Pour sa défense, à la base, il ne faisait que répondre à la question de son pote sur l'état de la jeune femme. Il ne voulait pas du tout dévier dans cette direction. Il aurait cependant peut-être pu se douter que Robert verrait forcément plus qu'un peu d'humour et d'ironie dans la proposition de Jena.
— Ne sois pas gras, le prie gentiment l'aîné Quanto.
— Aucune fille qui n'est pas de ta famille n'accepterait de dormir dans le même lit que toi sans arrière-pensée, insiste l'autre, pensant sans doute qu'une déclaration plus longue aura plus de poids, même sans réel apport d'argument.
— Je pense que c'est une généralité très exagérée, le tempère Markus.
— On peut dire ce qu'on veut, les mecs et les nanas ne sont pas faits pour être juste amis, poursuit Robert, levant les bras comme s'il déclamait une vérité universelle.
— C'est d'un préjugé ! Mark continue à objecter, bien qu'amusé.
Robert se lasse très vite de la complexité et des complications.
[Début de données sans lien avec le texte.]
//! Escaping of command tokens for unit-file `Exec*=` lines.

/// Escapes a single command token for inclusion in a unit-file command line.
///
/// `$` and `%` are doubled so systemd does not treat them as variable or
/// specifier references. Tokens containing whitespace, double quotes, or
/// backslashes are wrapped in double quotes with embedded `"` and `\`
/// escaped. Tokens with no special characters pass through unchanged.
///
/// Must be applied exactly once per token; double-escaping is a defect.
#[must_use]
pub fn escape_arg(arg: &str) -> String {
    let arg = arg.replace('$', "$$").replace('%', "%%");
    if !arg
        .chars()
        .any(|c| c.is_whitespace() || c == '"' || c == '\\')
    {
        return arg;
    }

    let mut quoted = String::with_capacity(arg.len() + 2);
    quoted.push('"');
    for c in arg.chars() {
        match c {
            '"' => quoted.push_str("\\\""),
            '\\' => quoted.push_str("\\\\"),
            '\n' => quoted.push_str("\\n"),
            '\t' => quoted.push_str("\\t"),
            _ => quoted.push(c),
        }
    }
    quoted.push('"');
    quoted
}

/// Escapes every token of a command line.
#[must_use]
pub fn escape_args(args: &[String]) -> Vec<String> {
    args.iter().map(|arg| escape_arg(arg)).collect()
}
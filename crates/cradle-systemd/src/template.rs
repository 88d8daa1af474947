//! Rendering of a completed descriptor into unit-file text.
//!
//! The skeleton is assembled in code (sections appear only when their
//! descriptor fields are set) with `{{field}}` macros for the values. Macro
//! expansion then runs in exactly two passes: pass one resolves the
//! skeleton's macros, whose replacement values — the exec lines — may
//! themselves contain macros such as `{{container_id_file}}`; pass two
//! resolves those. A third pass must never be needed; if it were, descriptor
//! construction was wrong.

use std::borrow::Cow;

use cradle_common::constants::{APP_NAME, BIN_NAME, SYSTEMD_ENV_VARIABLE};

use crate::descriptor::UnitDescriptor;
use crate::error::{GenerateError, Result};

/// Renders the unit text for a completed descriptor.
///
/// Deterministic: identical descriptors (including the timestamp) yield
/// byte-identical output.
///
/// # Errors
///
/// Fails with [`GenerateError::Template`] if either expansion pass hits an
/// unknown, unset, or unterminated macro.
pub(crate) fn render(descriptor: &UnitDescriptor<'_>) -> Result<String> {
    let text = skeleton(descriptor);
    let pass_one = expand(&text, descriptor)?;
    expand(&pass_one, descriptor)
}

/// Assembles the unit skeleton with conditional sections.
fn skeleton(descriptor: &UnitDescriptor<'_>) -> String {
    let mut text = String::new();
    text.push_str("# {{service_name}}.service\n");
    if !descriptor.no_header {
        text.push_str(&format!("# autogenerated by {APP_NAME} {{{{version}}}}\n"));
        if descriptor.timestamp.is_some() {
            text.push_str("# {{timestamp}}\n");
        }
    }

    text.push_str("\n[Unit]\n");
    text.push_str(&format!("Description={APP_NAME} {{{{service_name}}}}.service\n"));
    text.push_str(&format!("Documentation=man:{BIN_NAME}-generate(1)\n"));
    text.push_str("Wants=network-online.target\n");
    text.push_str("After=network-online.target\n");
    text.push_str("RequiresMountsFor={{run_root}}\n");
    if !descriptor.bound_services.is_empty() {
        let bound = descriptor
            .bound_services
            .iter()
            .map(|service| format!("{service}.service"))
            .collect::<Vec<_>>()
            .join(" ");
        text.push_str(&format!("BindsTo={bound}\n"));
        text.push_str(&format!("After={bound}\n"));
    }

    text.push_str("\n[Service]\n");
    text.push_str(&format!("Environment={SYSTEMD_ENV_VARIABLE}=%n\n"));
    if !descriptor.extra_envs.is_empty() {
        text.push_str(&format!("Environment={}\n", descriptor.extra_envs.join(" ")));
    }
    text.push_str("Restart={{restart_policy}}\n");
    text.push_str("TimeoutStopSec={{timeout_stop_sec}}\n");
    if descriptor.exec_start_pre.is_some() {
        text.push_str("ExecStartPre={{exec_start_pre}}\n");
    }
    text.push_str("ExecStart={{exec_start}}\n");
    if descriptor.exec_stop.is_some() {
        text.push_str("ExecStop={{exec_stop}}\n");
    }
    if descriptor.exec_stop_post.is_some() {
        text.push_str("ExecStopPost={{exec_stop_post}}\n");
    }
    if descriptor.pid_file.is_some() {
        text.push_str("PIDFile={{pid_file}}\n");
    }
    text.push_str("Type={{unit_type}}\n");
    if descriptor.notify_access.is_some() {
        text.push_str("NotifyAccess={{notify_access}}\n");
    }

    text.push_str("\n[Install]\n");
    text.push_str("WantedBy=multi-user.target default.target\n");
    text
}

/// Runs one macro-expansion pass over `input`.
fn expand(input: &str, descriptor: &UnitDescriptor<'_>) -> Result<String> {
    let mut output = String::with_capacity(input.len());
    let mut rest = input;
    while let Some(open) = rest.find("{{") {
        output.push_str(&rest[..open]);
        let body = &rest[open + 2..];
        let Some(close) = body.find("}}") else {
            let context: String = rest[open..].chars().take(24).collect();
            return Err(GenerateError::Template {
                message: format!("unterminated macro near {context:?}"),
            });
        };
        output.push_str(&field(descriptor, &body[..close])?);
        rest = &body[close + 2..];
    }
    output.push_str(rest);
    Ok(output)
}

/// Looks up the replacement value for a macro name.
fn field<'d>(descriptor: &'d UnitDescriptor<'_>, name: &str) -> Result<Cow<'d, str>> {
    match name {
        "service_name" => Ok(Cow::Borrowed(descriptor.service_name.as_str())),
        "container_ref" => Ok(Cow::Borrowed(descriptor.container_ref.as_str())),
        "executable" => Ok(Cow::Borrowed(descriptor.executable.as_str())),
        "version" => Ok(Cow::Borrowed(descriptor.version.as_str())),
        "run_root" => Ok(Cow::Borrowed(descriptor.run_root.as_str())),
        "exec_start" => Ok(Cow::Borrowed(descriptor.exec_start.as_str())),
        "restart_policy" => Ok(Cow::Owned(descriptor.restart_policy.to_string())),
        "unit_type" => Ok(Cow::Owned(descriptor.unit_type.to_string())),
        "stop_timeout" => Ok(Cow::Owned(descriptor.stop_timeout.to_string())),
        "timeout_stop_sec" => Ok(Cow::Owned(descriptor.timeout_stop_sec.to_string())),
        "exec_start_pre" => optional(descriptor.exec_start_pre.as_deref(), name),
        "exec_stop" => optional(descriptor.exec_stop.as_deref(), name),
        "exec_stop_post" => optional(descriptor.exec_stop_post.as_deref(), name),
        "pid_file" => optional(descriptor.pid_file.as_deref(), name),
        "container_id_file" => optional(descriptor.container_id_file.as_deref(), name),
        "notify_access" => optional(descriptor.notify_access.as_deref(), name),
        "timestamp" => optional(descriptor.timestamp.as_deref(), name),
        "pod_id_file" => optional(descriptor.pod.map(|pod| pod.pod_id_file.as_str()), name),
        unknown => Err(GenerateError::Template {
            message: format!("unknown macro {unknown:?}"),
        }),
    }
}

/// Maps an optional field, failing when a macro references an unset one.
fn optional<'d>(value: Option<&'d str>, name: &str) -> Result<Cow<'d, str>> {
    value.map(Cow::Borrowed).ok_or_else(|| GenerateError::Template {
        message: format!("macro {name:?} referenced but not set"),
    })
}
//! `cradle generate` — render a systemd unit from container metadata.

use std::path::PathBuf;

use clap::Args;
use cradle_common::constants::{DEFAULT_CONTAINER_PREFIX, DEFAULT_SEPARATOR};
use cradle_common::types::ContainerMetadata;
use cradle_systemd::options::{RestartPolicy, UnitOptions};
use cradle_systemd::unit::container_unit;

/// Arguments for the `generate` command.
#[derive(Args, Debug)]
pub struct GenerateArgs {
    /// Path to the container metadata JSON (engine inspect output). Reads
    /// from stdin when omitted.
    #[arg(long)]
    pub metadata: Option<PathBuf>,

    /// Use the container name instead of its ID in the service name.
    #[arg(long)]
    pub name: bool,

    /// Generate a unit that recreates the container from its recorded
    /// create command on every start.
    #[arg(long)]
    pub new: bool,

    /// Restart policy of the generated unit.
    #[arg(long, default_value_t = RestartPolicy::OnFailure)]
    pub restart_policy: RestartPolicy,

    /// Override the container's stop timeout, in seconds.
    #[arg(short = 't', long)]
    pub stop_timeout: Option<u32>,

    /// Prefix of the generated service name.
    #[arg(long, default_value = DEFAULT_CONTAINER_PREFIX)]
    pub container_prefix: String,

    /// Separator between the prefix and the container reference.
    #[arg(long, default_value = DEFAULT_SEPARATOR)]
    pub separator: String,

    /// Suppress the autogenerated header comment and timestamp.
    #[arg(long)]
    pub no_header: bool,

    /// Write the unit to `<service-name>.service` in the current directory
    /// instead of printing it.
    #[arg(long)]
    pub files: bool,
}

impl GenerateArgs {
    /// Maps the CLI arguments onto generation options.
    fn to_options(&self) -> UnitOptions {
        UnitOptions {
            use_name: self.name,
            container_prefix: self.container_prefix.clone(),
            separator: self.separator.clone(),
            restart_policy: self.restart_policy,
            stop_timeout: self.stop_timeout,
            new: self.new,
            no_header: self.no_header,
            executable: None,
        }
    }
}

/// Executes the `generate` command.
///
/// # Errors
///
/// Returns an error if the metadata cannot be loaded, generation fails, or
/// the unit file cannot be written.
#[allow(clippy::print_stdout)]
pub fn execute(args: GenerateArgs) -> anyhow::Result<()> {
    let metadata = match &args.metadata {
        Some(path) => ContainerMetadata::load(path)?,
        None => ContainerMetadata::from_reader(std::io::stdin().lock())?,
    };

    let (service_name, text) = container_unit(&metadata, &args.to_options())?;
    tracing::debug!(service = %service_name, "generated unit");

    if args.files {
        let path = std::env::current_dir()?.join(format!("{service_name}.service"));
        std::fs::write(&path, &text)?;
        println!("{}", path.display());
    } else {
        print!("{text}");
    }
    Ok(())
}
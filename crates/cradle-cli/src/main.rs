//! # cradle — systemd unit generation CLI
//!
//! Turns container metadata recorded by the engine into systemd service
//! files, so systemd owns the container's lifecycle.

#![cfg_attr(test, allow(clippy::expect_used, clippy::unwrap_used))]

mod commands;

use clap::Parser;

use crate::commands::Cli;

fn main() -> anyhow::Result<()> {
    tracing_subscriber::fmt()
        .with_env_filter(tracing_subscriber::EnvFilter::from_default_env())
        .init();

    let cli = Cli::parse();
    commands::execute(cli)
}
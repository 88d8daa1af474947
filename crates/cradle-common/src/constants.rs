//! System-wide constants and defaults.

/// Application name used in CLI output and unit-file headers.
pub const APP_NAME: &str = "Cradle";

/// Binary name for the CLI.
pub const BIN_NAME: &str = "cradle";

/// Fallback path to the engine binary when the running executable cannot be
/// resolved.
pub const DEFAULT_EXECUTABLE: &str = "/usr/bin/cradle";

/// Environment variable a generated unit exports so the recreated container
/// can learn the name of its owning systemd unit.
pub const SYSTEMD_ENV_VARIABLE: &str = "CRADLE_SYSTEMD_UNIT";

/// Default prefix for generated container service names.
pub const DEFAULT_CONTAINER_PREFIX: &str = "container";

/// Default separator between the service-name prefix and the container
/// reference.
pub const DEFAULT_SEPARATOR: &str = "-";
Il reconnaît que tout n'est pas toujours tout noir ou tout blanc, mais préfère éviter les situations en nuances de gris, tout simplement. D'où sa vision parfois infantile de ce qui se passe autour de lui. La plupart du temps, c'est rafraîchissant. Parfois, il faut un peu le rappeler à la réalité.
— Très bien, les mecs et les nanas hétéros. Ou même carrément tous les gens qui sont compatibles par rapport à leur orientation, peu importe. Mais même en abandonnant les généralités, je me trompe, ou elle est magnifique, cette fille ? Rob s'efforce de construire un peu plus son argumentaire.
— Tu l'as déjà vue. On était au lycée ensemble, lui rappelle Markus.
D'une part, il n'accepte toujours pas l'idée que ni lui ni elle ne se souvienne de l'autre. D'autre part, il veut éviter de répondre à la question. C'est une chose de complimenter le physique d'une inconnue dans la rue, une autre de faire ce genre de commentaire sur une amie.
— Pour moins d'un an. Il y en a sept, se défend Rob.
Pour lui, c'est que son pote ait reconnu la jeune femme, qui est surprenant. Qui se souvient aussi bien des visages ? Même après des années de développement aussi cruciales que celles qui se trouvent encore entre 16 et 23 ans ? Pire, d'après son récit, Markus a carrément reconnu Jena de dos !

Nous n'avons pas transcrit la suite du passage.